Eine von Shapiros Hauptsorgen ist, dass die Synode Kritiker auf den Plan gerufen hat, die sie als bürokratischen Gesprächsmarathon oder als trojanisches Pferd für Progressive betrachten, die unter dem Banner der Kollegialität die langjährigen Traditionen der Kirche schrittweise aushöhlen wollen. Diese Kritik unterstreicht die internen Spaltungen und Spannungen im Zusammenhang mit den Beratungen der Synode.
Darüber hinaus hebt Shapiro die Teilnahme von Personen an der Synode hervor, die progressive Ansichten vertreten. Insbesondere wurden Reverend James Martin, ein Jesuitenpater, der sich für LGBTQ-Katholiken einsetzt, und Helena Jepson, die sich für die Ordination von Frauen zu Diakonen einsetzt, zur Teilnahme eingeladen. Ihre Anwesenheit auf der Synode heizt die Kontroverse weiter an.
Shapiro weist auch auf einen offensichtlichen Wandel in der Haltung des Vatikans zu bestimmten umstrittenen Themen hin, wie z. B. der Segnung homosexueller Partnerschaften, der eine vatikanische Notiz aus dem Jahr 2021 umzukehren schien. Die Veröffentlichung eines Briefes von fünf konservativen Kardinälen, die Papst Franziskus öffentlich um eine Klärung seiner Haltung zu diesen Themen bitten, unterstreicht die internen Kämpfe innerhalb der Kirche.
Ein weiterer Aspekt von Shapiros Kritik dreht sich um das Konzept der pastoralen Nächstenliebe, das der Papst im Zusammenhang mit der Gewährung von Segnungen für Handlungen, die von der Kirche als sündhaft angesehen werden, erwähnt hat. Shapiro stellt in Frage, wie Segnungen auf Handlungen ausgedehnt werden können, die die Kirche als sündhaft ansieht, was theologische Bedenken aufwirft.
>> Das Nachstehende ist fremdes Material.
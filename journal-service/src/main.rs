//! Journal Service entry point.

use journal_service::config::LedgerConfig;
use journal_service::services::init_metrics;
use journal_service::startup::Application;

use service_core::observability::init_tracing;
use tokio::signal;

async fn shutdown_signal() {
    let ctrl_c = async {
        if let Err(e) = signal::ctrl_c().await {
            tracing::error!(error = %e, "Failed to install Ctrl+C handler");
            std::future::pending::<()>().await;
        }
    };

    #[cfg(unix)]
    let terminate = async {
        match signal::unix::signal(signal::unix::SignalKind::terminate()) {
            Ok(mut sigterm) => {
                sigterm.recv().await;
            }
            Err(e) => {
                tracing::error!(error = %e, "Failed to install SIGTERM handler");
                std::future::pending::<()>().await;
            }
        }
    };

    #[cfg(not(unix))]
    let terminate = std::future::pending::<()>();

    tokio::select! {
        _ = ctrl_c => {},
        _ = terminate => {},
    }

    tracing::info!("Shutdown signal received, starting graceful shutdown");
}

#[tokio::main]
async fn main() -> std::io::Result<()> {
    // Load configuration
    let config = LedgerConfig::from_env().map_err(|e| {
        eprintln!("Failed to load configuration: {}", e);
        std::io::Error::other(format!("Configuration error: {}", e))
    })?;

    // Initialize tracing
    init_tracing(
        &config.service_name,
        &config.log_level,
        config.otlp_endpoint.as_deref(),
    );

    tracing::info!(
        version = env!("CARGO_PKG_VERSION"),
        otlp_endpoint = ?config.otlp_endpoint,
        "Starting journal-service"
    );

    // Initialize metrics
    init_metrics();

    // Log configuration (mask sensitive values)
    tracing::info!(
        service_name = %config.service_name,
        http_addr = %config.common.socket_addr(),
        database_url = %config.database.redacted_url(),
        db_max_connections = %config.database.max_connections,
        db_min_connections = %config.database.min_connections,
        "Configuration loaded"
    );
    tracing::info!(
        balance_tolerance = %config.policy.balance_tolerance,
        max_post_retries = config.policy.max_post_retries,
        max_numbering_attempts = config.policy.max_numbering_attempts,
        drift_low_threshold = %config.policy.drift_low_threshold,
        drift_critical_threshold = %config.policy.drift_critical_threshold,
        cash_flow_rules = config.cash_flow.rule_count(),
        "Posting policy loaded"
    );

    // Build and run application
    let app = Application::build(config).await.map_err(|e| {
        tracing::error!(error = %e, "Failed to build application");
        std::io::Error::other(format!("Application build error: {}", e))
    })?;

    // Automatic postings resolve these codes at post time; report gaps early.
    let mapping = app.state().config.accounts.codes();
    let codes: Vec<&str> = mapping.iter().map(|(_, code)| *code).collect();
    match app.db().missing_account_codes(&codes).await {
        Ok(missing) if missing.is_empty() => {
            tracing::info!(accounts = ?mapping, "Account mapping resolved against the chart");
        }
        Ok(missing) => {
            tracing::warn!(
                missing = ?missing,
                "Mapped account codes are not in the chart of accounts"
            );
        }
        Err(e) => tracing::warn!(error = %e, "Could not check the account mapping"),
    }

    // Run with graceful shutdown
    tokio::select! {
        result = app.run_until_stopped() => {
            if let Err(e) = result {
                tracing::error!(error = %e, "Application error");
                return Err(e);
            }
        }
        _ = shutdown_signal() => {
            tracing::info!("Graceful shutdown initiated");
        }
    }

    tracing::info!("Service shutdown complete");
    Ok(())
}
Darüber hinaus befasst sich Shapiro mit dem umfassenderen Thema der Identität und der Sünde im religiösen Denken. Er argumentiert, dass die religiöse Identität darauf ausgerichtet sein sollte, Gott zu dienen und anzuerkennen, wenn der Einzelne die religiösen Normen nicht erfüllt. Die Bindung der eigenen Identität an sündige Handlungen widerspricht seiner Meinung nach den Grundprinzipien des religiösen Glaubens.
Schließlich verweist Shapiro auf die Äußerungen des konfessionslosen evangelikalen Pastors Andy Stanley zu LGBTQ-Fragen, in denen er darauf hinweist, dass die Aufweichung religiöser Botschaften über Sünde irreführend sein und Fragen über die Aufrechterhaltung religiöser Standards aufwerfen kann.